Dabiq’s propaganda aimed at Western women is based on more than romance and sex, argues Kiriloi M. Ingram. A more nuanced understanding of IS’s appeal to women, in particular of the five categories of female archetypes into which IS tends to group women, would allow for more effective counter-strategies.

Recent setbacks in Syria and Iraq have not deterred the so-called “Islamic State” (IS) from using propaganda to appeal to Western women. Indeed, the latest issue of its English language magazine, Dabiq, featured two articles for female audiences. IS’s ability to attract Western women has captured the world’s attention, sparking fierce debate about their motivations. Unfortunately, this discourse has often become yet another forum for reproducing gendered stereotypes via sensationalised depictions of “jihadi brides” (or more derogatively “jihadi sluts”) falling for IS’s “eye candy” online.

There now seems to be a disproportionate focus on the idea that females join IS fuelled by sexual desire and romance: a product of analysis based largely on social media profiles. How security phenomena are understood shapes the strategies that are developed. In fact, a recent article argued that the flow of women joining IS could be stunted through sex education.

While romance and sex are important factors, it is crucial we adopt a more holistic approach to analysing the Western women of IS. For example, social media profiles are inevitably representations, personas of the people who own them. Thus, drawing on social media accounts alone to understand what is a complex psychosocial phenomenon is the equivalent of only using social media profiles to understand Western women.

There is much to be learned about what appeals IS believes will attract females by examining its propaganda. It follows that if IS saw romance as a key motivating factor, then Dabiq’s appeals to women would read like their own version of Bridget Jones’s Diary. It doesn’t.
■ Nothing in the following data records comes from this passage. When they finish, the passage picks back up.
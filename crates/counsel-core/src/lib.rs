//! Counsel Broker Core Library
//!
//! This crate provides the foundational types, traits, and error handling
//! for the call-session coordination and settlement core. It includes:
//!
//! - Domain models (Booking, CallSession, Wallet, LedgerEntry, Binding)
//! - The call-session state machine (pure transition table)
//! - Settlement arithmetic (fee transfer and unused-minute credit)
//! - Repository traits implemented by `counsel-db`
//! - Unified error handling with HTTP response mapping
//! - Application configuration

pub mod config;
pub mod error;
pub mod models;
pub mod traits;

pub use config::AppConfig;
pub use error::AppError;

/// Result type alias using AppError
pub type AppResult<T> = Result<T, AppError>;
So what does Dabiq have to say?

IS’s Five Female Archetypes

Based on analysis of fifteen issues of Dabiq, IS tends to portray women in five ways: contributor, mother/sister/wife, defender/fighter, corruptor and victim. Each of these female archetypes fits into one of two categories: part of the revered in-group identity and its divinely ordained solutions or part of a despised out-group identity and a cause of crises. Dabiq’s narratives thus compel their female readers to aspire towards the archetypes within the former but be wary of and reject those in the latter.
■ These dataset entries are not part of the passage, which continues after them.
//! Keyed per-booking locks
//!
//! Every writer of a booking (initiate, transitions, settlement, hub joins)
//! holds that booking's lock across persist and publish, so broadcast order
//! matches commit order.

use dashmap::DashMap;
use std::sync::Arc;
use tokio::sync::{Mutex, OwnedMutexGuard};
use tracing::debug;

/// In-process single-writer lock per booking
#[derive(Default)]
pub struct BookingLocks {
    locks: DashMap<i64, Arc<Mutex<()>>>,
}

impl BookingLocks {
    pub fn new() -> Self {
        Self::default()
    }

    /// Wait for exclusive access to a booking
    pub async fn lock(&self, booking_id: i64) -> OwnedMutexGuard<()> {
        let mutex = self
            .locks
            .entry(booking_id)
            .or_insert_with(|| Arc::new(Mutex::new(())))
            .clone();
        mutex.lock_owned().await
    }

    /// Drop locks nobody holds or waits on
    pub fn prune(&self) {
        let before = self.locks.len();
        self.locks.retain(|_, m| Arc::strong_count(m) > 1);
        let pruned = before.saturating_sub(self.locks.len());
        if pruned > 0 {
            debug!(pruned, "Pruned idle booking locks");
        }
    }

    pub fn len(&self) -> usize {
        self.locks.len()
    }

    pub fn is_empty(&self) -> bool {
        self.locks.is_empty()
    }
}

#[cfg(test)]
mod tests {
    use super::*;
    use std::time::Duration;

    #[tokio::test]
    async fn test_same_booking_is_exclusive() {
        let locks = Arc::new(BookingLocks::new());
        let guard = locks.lock(1).await;

        let contender = {
            let locks = locks.clone();
            tokio::spawn(async move {
                let _g = locks.lock(1).await;
            })
        };

        tokio::time::sleep(Duration::from_millis(20)).await;
        assert!(!contender.is_finished());

        drop(guard);
        contender.await.unwrap();
    }

    #[tokio::test]
    async fn test_different_bookings_do_not_block() {
        let locks = BookingLocks::new();
        let _a = locks.lock(1).await;
        let _b = tokio::time::timeout(Duration::from_millis(50), locks.lock(2))
            .await
            .expect("independent booking lock");
    }

    #[tokio::test]
    async fn test_prune_keeps_held_locks() {
        let locks = BookingLocks::new();
        let held = locks.lock(1).await;
        drop(locks.lock(2).await);

        locks.prune();
        assert_eq!(locks.len(), 1);

        drop(held);
        locks.prune();
        assert!(locks.is_empty());
    }
}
The most prominent archetype in Dabiq is that of “contributor”: the woman who performs hijrah to the Caliphate as an essential expression of her female Muslim identity. By fulfilling this obligation, these “contributors” not only actively solve their own individual crises and reverse the ills imposed on them by the West (a topic which is addressed in Dabiq 15’s “The Fitrah Of Mankind And the Near Extinction of the Western Woman”) but solve the Muslim community’s collective crisis through building an “Islamic-utopia.”
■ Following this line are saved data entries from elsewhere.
//! Wallet handlers

use crate::dto::{ApiResponse, PaginationMeta, PaginationParams, WalletResponse, WithdrawRequest};
use actix_web::{web, HttpResponse};
use counsel_auth::{AdminUser, AuthenticatedUser};
use counsel_core::models::Wallet;
use counsel_core::AppError;
use counsel_services::Services;
use tracing::{info, instrument, warn};
use validator::Validate;

/// Caller's wallet with a page of its ledger
///
/// GET /api/v1/wallet
#[instrument(skip(services, user))]
pub async fn get_own_wallet(
    services: web::Data<Services>,
    query: web::Query<PaginationParams>,
    user: AuthenticatedUser,
) -> Result<HttpResponse, AppError> {
    query.validate().map_err(|e| {
        warn!("Pagination validation failed: {}", e);
        AppError::Validation(e.to_string())
    })?;

    // Accounts that never transacted have an implicit empty wallet
    let wallet = match services.ledger.wallet(user.account_id).await {
        Ok(wallet) => wallet,
        Err(AppError::WalletNotFound(_)) => Wallet::empty(user.account_id),
        Err(e) => return Err(e),
    };
    let page = services
        .ledger
        .history(user.account_id, query.page, query.per_page)
        .await?;

    Ok(HttpResponse::Ok().json(ApiResponse::success(WalletResponse {
        wallet,
        pagination: PaginationMeta::new(page.total, page.page, page.per_page),
        entries: page.entries,
    })))
}

/// Recompute a wallet from its ledger
///
/// GET /api/v1/wallets/{account_id}/audit
#[instrument(skip(services, _admin))]
pub async fn audit_wallet(
    services: web::Data<Services>,
    path: web::Path<i64>,
    _admin: AdminUser,
) -> Result<HttpResponse, AppError> {
    let report = services.ledger.audit(path.into_inner()).await?;
    Ok(HttpResponse::Ok().json(ApiResponse::success(report)))
}

/// POST /api/v1/wallets/{account_id}/withdraw
#[instrument(skip(services, admin, req))]
pub async fn withdraw(
    services: web::Data<Services>,
    path: web::Path<i64>,
    admin: AdminUser,
    req: web::Json<WithdrawRequest>,
) -> Result<HttpResponse, AppError> {
    req.validate()?;
    let account_id = path.into_inner();

    let wallet = services
        .ledger
        .withdraw(account_id, req.amount, &req.description)
        .await?;

    info!(
        account_id,
        amount = %req.amount,
        by = admin.account_id,
        "Withdrawal recorded"
    );

    Ok(HttpResponse::Ok().json(ApiResponse::success(wallet)))
}

pub fn configure(cfg: &mut web::ServiceConfig) {
    cfg.route("/wallet", web::get().to(get_own_wallet)).service(
        web::scope("/wallets")
            .route("/{account_id}/audit", web::get().to(audit_wallet))
            .route("/{account_id}/withdraw", web::post().to(withdraw)),
    );
}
These narratives are strategically designed to frame women as having an important role in the Caliphate. After completing hijrah, women are promised a purposeful life with powerful roles as a “mother”, “sister” and “wife”. In contrast to “living amongst kufr and its people” with superficial relationships, women are promised a sense of belonging and unity in an everlasting sisterhood. As Mia Bloom asserts, promises of such relations can create anchors to ensure both men and women stay in the Caliphate.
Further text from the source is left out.